> _Exercise instructions_
When a line below contains the word "RwLock", copy that line.

> _Given data_
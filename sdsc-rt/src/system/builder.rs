//! Actor spawn builder with fluent API.

// Layer 1: Standard library
use std::marker::PhantomData;

// Layer 2: Third-party
// (minimal)

// Layer 3: Internal
use crate::actor::Actor;
use crate::broker::MessageBroker;
use crate::message::Message;
use crate::util::ActorAddress;

use super::{ActorSystem, SystemError};

/// Fluent builder for spawning actors.
///
/// Provides ergonomic API for configuring and spawning actors with
/// compile-time type safety (§6.3 M-DI-HIERARCHY).
///
/// Generic over message type M and broker type B.
///
/// # Type Parameters
///
/// * `M` - The message type used by the actor system
/// * `B` - The broker implementation (injected via ActorSystem)
///
/// # Examples
///
/// ```rust,ignore
/// use sdsc_rt::*;
///
/// let address = system.spawn()
///     .with_name("worker")
///     .with_mailbox_capacity(500)
///     .spawn(MyActor::new())
///     .await?;
/// ```
pub struct ActorSpawnBuilder<M: Message, B: MessageBroker<M>> {
    system: ActorSystem<M, B>,
    name: Option<String>,
    mailbox_capacity: Option<usize>,
    supervisor: Option<ActorAddress>, // Reserved for RT-TASK-007
    _marker: PhantomData<M>,
}

impl<M: Message + serde::Serialize, B: MessageBroker<M> + 'static> ActorSpawnBuilder<M, B> {
    /// Create new builder (internal, called by ActorSystem).
    ///
    /// # Arguments
    ///
    /// * `system` - The actor system that will spawn the actor
    pub(crate) fn new(system: ActorSystem<M, B>) -> Self {
        Self {
            system,
            name: None,
            mailbox_capacity: None,
            supervisor: None,
            _marker: PhantomData,
        }
    }

    /// Set actor name for identification.
    ///
    /// Named actors can be looked up by name in the registry.
    ///
    /// # Arguments
    ///
    /// * `name` - The actor name (converted to String)
    ///
    /// # Examples
    ///
    /// ```rust,ignore
    /// system.spawn().with_name("worker-1").spawn(actor).await?;
    /// ```
    pub fn with_name(mut self, name: impl Into<String>) -> Self {
        self.name = Some(name.into());
        self
    }

    /// Set mailbox capacity (creates bounded mailbox).
    ///
    /// Defaults to system config if not specified (typically 1000).
    ///
    /// # Arguments
    ///
    /// * `capacity` - Maximum number of messages in mailbox
    ///
    /// # Examples
    ///
    /// ```rust,ignore
    /// // High-priority actor with larger mailbox
    /// system.spawn().with_mailbox_capacity(5000).spawn(actor).await?;
    /// ```
    pub fn with_mailbox_capacity(mut self, capacity: usize) -> Self {
        self.mailbox_capacity = Some(capacity);
        self
    }

    /// Set supervisor for fault tolerance (reserved for RT-TASK-007).
    ///
    /// NOTE: Supervision will be implemented in RT-TASK-007 Supervisor Framework.
    /// This method exists for API completeness but supervisor assignment is not
    /// yet functional.
    ///
    /// # Arguments
    ///
    /// * `supervisor` - Address of the supervising actor
    pub fn under_supervisor(mut self, supervisor: ActorAddress) -> Self {
        self.supervisor = Some(supervisor);
        self
    }

    /// Spawn the actor with configured settings.
    ///
    /// Returns ActorAddress for communicating with the spawned actor.
    ///
    /// # Type Parameters
    ///
    /// * `A` - The actor type implementing Actor<Message = M>
    ///
    /// # Arguments
    ///
    /// * `actor` - The actor instance to spawn
    ///
    /// # Errors
    ///
    /// Returns `SystemError::ShuttingDown` if system is shutting down.
    /// Returns `SystemError::ActorLimitExceeded` if max actors reached.
    /// Returns `SystemError::SpawnFailed` if actor initialization fails.
    ///
    /// # Examples
    ///
    /// ```rust,ignore
    /// use sdsc_rt::*;
    ///
    /// #[tokio::main]
    /// async fn main() -> Result<(), SystemError> {
    ///     let system = ActorSystem::<MyMessage>::new(SystemConfig::default());
    ///     
    ///     let address = system.spawn()
    ///         .with_name("worker")
    ///         .with_mailbox_capacity(1000)
    ///         .spawn(MyActor::new())
    ///         .await?;
    ///     
    ///     println!("Spawned actor: {:?}", address);
    ///     Ok(())
    /// }
    /// ```
    pub async fn spawn<A>(self, actor: A) -> Result<ActorAddress, SystemError>
    where
        A: Actor<Message = M> + Send + 'static,
    {
        // Use builder config or system defaults
        let capacity = self
            .mailbox_capacity
            .unwrap_or(self.system.config().default_mailbox_capacity);

        // Call system's internal spawn method (3 parameters: actor, name, capacity)
        let address = self
            .system
            .spawn_actor_internal(actor, self.name.clone(), capacity)
            .await?;

        Ok(address)
    }
}

#[cfg(test)]
#[allow(clippy::unwrap_used)]
mod tests {
    use super::*;
    use crate::actor::ActorContext;
    use crate::broker::in_memory::InMemoryMessageBroker;
    use crate::message::Message;
    use crate::system::SystemConfig;
    use async_trait::async_trait;
    use serde::{Deserialize, Serialize};

    #[derive(Debug, Clone, Serialize, Deserialize)]
    struct TestMessage;

    impl Message for TestMessage {
        const MESSAGE_TYPE: &'static str = "test";
    }

    struct TestActor;

    #[async_trait]
    impl Actor for TestActor {
        type Message = TestMessage;
        type Error = std::io::Error;

        async fn handle_message<B: crate::broker::MessageBroker<Self::Message>>(
            &mut self,
            _msg: Self::Message,
            _ctx: &mut ActorContext<Self::Message, B>,
        ) -> Result<(), Self::Error> {
            Ok(())
        }
    }

    #[tokio::test]
    async fn test_builder_default_spawn() {
        let config = SystemConfig::default();
        let broker = InMemoryMessageBroker::<TestMessage>::new();
        let system = ActorSystem::new(config, broker);

        let result = system.spawn().spawn(TestActor).await;

        assert!(result.is_ok());
        assert_eq!(system.actor_count(), 1);
    }

    #[tokio::test]
    async fn test_builder_with_name() {
        let config = SystemConfig::default();
        let broker = InMemoryMessageBroker::<TestMessage>::new();
        let system = ActorSystem::new(config, broker);

        let result = system
            .spawn()
            .with_name("test-actor")
            .spawn(TestActor)
            .await;

        assert!(result.is_ok());
        assert_eq!(system.actor_count(), 1);
    }

    #[tokio::test]
    async fn test_builder_with_capacity() {
        let config = SystemConfig::default();
        let broker = InMemoryMessageBroker::<TestMessage>::new();
        let system = ActorSystem::new(config, broker);

        let result = system
            .spawn()
            .with_mailbox_capacity(500)
            .spawn(TestActor)
            .await;

        assert!(result.is_ok());
    }

    #[tokio::test]
    async fn test_builder_with_supervisor() {
        let config = SystemConfig::default();
        let broker = InMemoryMessageBroker::<TestMessage>::new();
        let system = ActorSystem::new(config, broker);

        let supervisor_addr = ActorAddress::named("supervisor");

        let result = system
            .spawn()
            .under_supervisor(supervisor_addr)
            .spawn(TestActor)
            .await;

        assert!(result.is_ok());
    }

    #[tokio::test]
    async fn test_builder_full_configuration() {
        let config = SystemConfig::default();
        let broker = InMemoryMessageBroker::<TestMessage>::new();
        let system = ActorSystem::new(config, broker);

        let result = system
            .spawn()
            .with_name("full-config")
            .with_mailbox_capacity(2000)
            .spawn(TestActor)
            .await;

        assert!(result.is_ok());
    }

    #[tokio::test]
    async fn test_builder_during_shutdown() {
        let config = SystemConfig::default();
        let broker = InMemoryMessageBroker::<TestMessage>::new();
        let system = ActorSystem::new(config, broker);

        // Initiate shutdown
        let _ = system.shutdown().await;

        let result = system
            .spawn()
            .with_name("should-fail")
            .spawn(TestActor)
            .await;

        assert!(result.is_err());
        assert!(matches!(result.unwrap_err(), SystemError::ShuttingDown));
    }

    #[tokio::test]
    async fn test_builder_actor_limit() {
        let config = SystemConfig::builder().with_max_actors(1).build().unwrap();
        let broker = InMemoryMessageBroker::<TestMessage>::new();
        let system = ActorSystem::new(config, broker);

        // First spawn should succeed
        let result1 = system.spawn().spawn(TestActor).await;
        assert!(result1.is_ok());

        // Second spawn should fail
        let result2 = system.spawn().spawn(TestActor).await;
        assert!(result2.is_err());
        assert!(matches!(
            result2.unwrap_err(),
            SystemError::ActorLimitExceeded { .. }
        ));
    }

    #[tokio::test]
    async fn test_builder_chaining() {
        let config = SystemConfig::default();
        let broker = InMemoryMessageBroker::<TestMessage>::new();
        let system = ActorSystem::new(config, broker);

        // Test fluent API chaining
        let builder = system
            .spawn()
            .with_name("chained")
            .with_mailbox_capacity(100);

        let result = builder.spawn(TestActor).await;
        assert!(result.is_ok());
    }

    #[tokio::test]
    async fn test_builder_multiple_actors() {
        let config = SystemConfig::default();
        let broker = InMemoryMessageBroker::<TestMessage>::new();
        let system = ActorSystem::new(config, broker);

        // Spawn multiple actors
        let _addr1 = system
            .spawn()
            .with_name("actor-1")
            .spawn(TestActor)
            .await
            .unwrap();
        let _addr2 = system
            .spawn()
            .with_name("actor-2")
            .spawn(TestActor)
            .await
            .unwrap();
        let _addr3 = system
            .spawn()
            .with_name("actor-3")
            .spawn(TestActor)
            .await
            .unwrap();

        assert_eq!(system.actor_count(), 3);
    }
}
/// Main actor system managing actor lifecycle.
///
/// The system is generic over the message type, mailbox sender, and broker
/// implementation, following dependency injection for the broker.
///
/// # Architecture: Pub-Sub Integration
///
/// ```text
/// Actor → ActorContext.send() → Broker.publish() → ActorSystem (subscriber)
///                                                        ↓
///                                                  Routes to actor
///                                                        ↓
///                                                  Mailbox → Actor
/// ```
///
/// # Type Parameters
///
/// * `M` - The message type used by all actors in this system
/// * `B` - The message broker implementation (injected via dependency injection)
///
/// # Examples
///
/// ```rust,ignore
/// use sdsc_rt::*;
///
/// #[tokio::main]
/// async fn main() -> Result<(), SystemError> {
///     // Create broker and inject into system
///     let broker = InMemoryMessageBroker::new();
///     let system = ActorSystem::new(SystemConfig::default(), broker);
///     
///     // All actors use the injected broker
///     let addr = system.spawn()
///         .with_name("worker")
///         .spawn(my_actor)
///         .await?;
///     
///     system.shutdown().await?;
///     Ok(())
/// }
/// ```
pub struct ActorSystem<M: Message, B: MessageBroker<M>> {
    pub(crate) inner: Arc<ActorSystemInner<M, B>>,
}

pub(crate) struct ActorSystemInner<M: Message, B: MessageBroker<M>> {
    pub(crate) config: SystemConfig,
    pub(crate) broker: B,
    actors: RwLock<HashMap<ActorAddress, ActorMetadata<M>>>,
    pub(crate) state: RwLock<SystemState>,
    router_handle: RwLock<Option<JoinHandle<()>>>,
}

> _Answer to the exercise_
    actors: RwLock<HashMap<ActorAddress, ActorMetadata<M>>>,
    pub(crate) state: RwLock<SystemState>,
    router_handle: RwLock<Option<JoinHandle<()>>>,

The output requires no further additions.